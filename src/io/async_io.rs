use std::future::Future;
use std::io::{self, Read, Write};
use std::os::fd::{AsRawFd, RawFd};
use std::pin::Pin;
use std::task::{Context, Poll};

use mio::event::Source;

use crate::rt::{Direction, Reactor};

/// Drives a non-blocking `mio` stream (or anything `Read + Write + Source +
/// AsRawFd`, which covers `mio::net::TcpStream`, `mio::net::UnixStream`,
/// and a rustls session wrapped the same way) through the shared reactor.
/// This is the bridge between the teacher's direct, `mio`-Token-keyed
/// `poll.registry().reregister` calls in `http_connection.rs`/`cgi.rs` and
/// the coroutine model: every handler awaits `read`/`write` the same way
/// regardless of what kind of fd backs the connection.
pub struct AsyncIo<S> {
    stream: S,
}

impl<S: Read + Write + Source + AsRawFd> AsyncIo<S> {
    pub fn new(stream: S) -> Self {
        Self { stream }
    }

    pub fn get_mut(&mut self) -> &mut S {
        &mut self.stream
    }

    pub fn into_inner(self) -> S {
        self.stream
    }

    pub fn read<'a>(&'a mut self, buf: &'a mut [u8]) -> ReadFut<'a, S> {
        ReadFut { io: self, buf }
    }

    pub fn write<'a>(&'a mut self, buf: &'a [u8]) -> WriteFut<'a, S> {
        WriteFut { io: self, buf }
    }

    fn fd(&self) -> RawFd {
        self.stream.as_raw_fd()
    }
}

pub struct ReadFut<'a, S> {
    io: &'a mut AsyncIo<S>,
    buf: &'a mut [u8],
}

impl<'a, S: Read + Write + Source + AsRawFd> Future for ReadFut<'a, S> {
    type Output = io::Result<usize>;

    fn poll(self: Pin<&mut Self>, cx: &mut Context<'_>) -> Poll<io::Result<usize>> {
        let this = self.get_mut();
        match this.io.stream.read(this.buf) {
            Ok(n) => Poll::Ready(Ok(n)),
            Err(e) if e.kind() == io::ErrorKind::WouldBlock => {
                let fd = this.io.fd();
                let reg = crate::rt::executor::with_reactor(|r| {
                    r.register(&mut this.io.stream, fd, Direction::Read, cx.waker().clone())
                });
                match reg {
                    Ok(()) | Err(crate::rt::ReactorError::Busy) => Poll::Pending,
                    Err(crate::rt::ReactorError::Io(e)) => Poll::Ready(Err(e)),
                }
            }
            Err(e) if e.kind() == io::ErrorKind::Interrupted => {
                cx.waker().wake_by_ref();
                Poll::Pending
            }
            Err(e) => Poll::Ready(Err(e)),
        }
    }
}

pub struct WriteFut<'a, S> {
    io: &'a mut AsyncIo<S>,
    buf: &'a [u8],
}

impl<'a, S: Read + Write + Source + AsRawFd> Future for WriteFut<'a, S> {
    type Output = io::Result<usize>;

    fn poll(self: Pin<&mut Self>, cx: &mut Context<'_>) -> Poll<io::Result<usize>> {
        let this = self.get_mut();
        match this.io.stream.write(this.buf) {
            Ok(n) => Poll::Ready(Ok(n)),
            Err(e) if e.kind() == io::ErrorKind::WouldBlock => {
                let fd = this.io.fd();
                let reg = crate::rt::executor::with_reactor(|r| {
                    r.register(&mut this.io.stream, fd, Direction::Write, cx.waker().clone())
                });
                match reg {
                    Ok(()) | Err(crate::rt::ReactorError::Busy) => Poll::Pending,
                    Err(crate::rt::ReactorError::Io(e)) => Poll::Ready(Err(e)),
                }
            }
            Err(e) if e.kind() == io::ErrorKind::Interrupted => {
                cx.waker().wake_by_ref();
                Poll::Pending
            }
            Err(e) => Poll::Ready(Err(e)),
        }
    }
}

/// Writes the whole buffer, looping over short writes the way
/// [`super::write_all`] does for synchronous streams.
pub async fn write_all<S: Read + Write + Source + AsRawFd>(
    io: &mut AsyncIo<S>,
    mut buf: &[u8],
) -> io::Result<()> {
    while !buf.is_empty() {
        let n = io.write(buf).await?;
        if n == 0 {
            return Err(io::Error::new(io::ErrorKind::WriteZero, "failed to write whole buffer"));
        }
        buf = &buf[n..];
    }
    Ok(())
}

-*-*-

__Exercise description__:
What lines in the data hold the word "whole"? Return them.

__Response box__:
/// Writes the whole buffer, looping over short writes the way
            return Err(io::Error::new(io::ErrorKind::WriteZero, "failed to write whole buffer"));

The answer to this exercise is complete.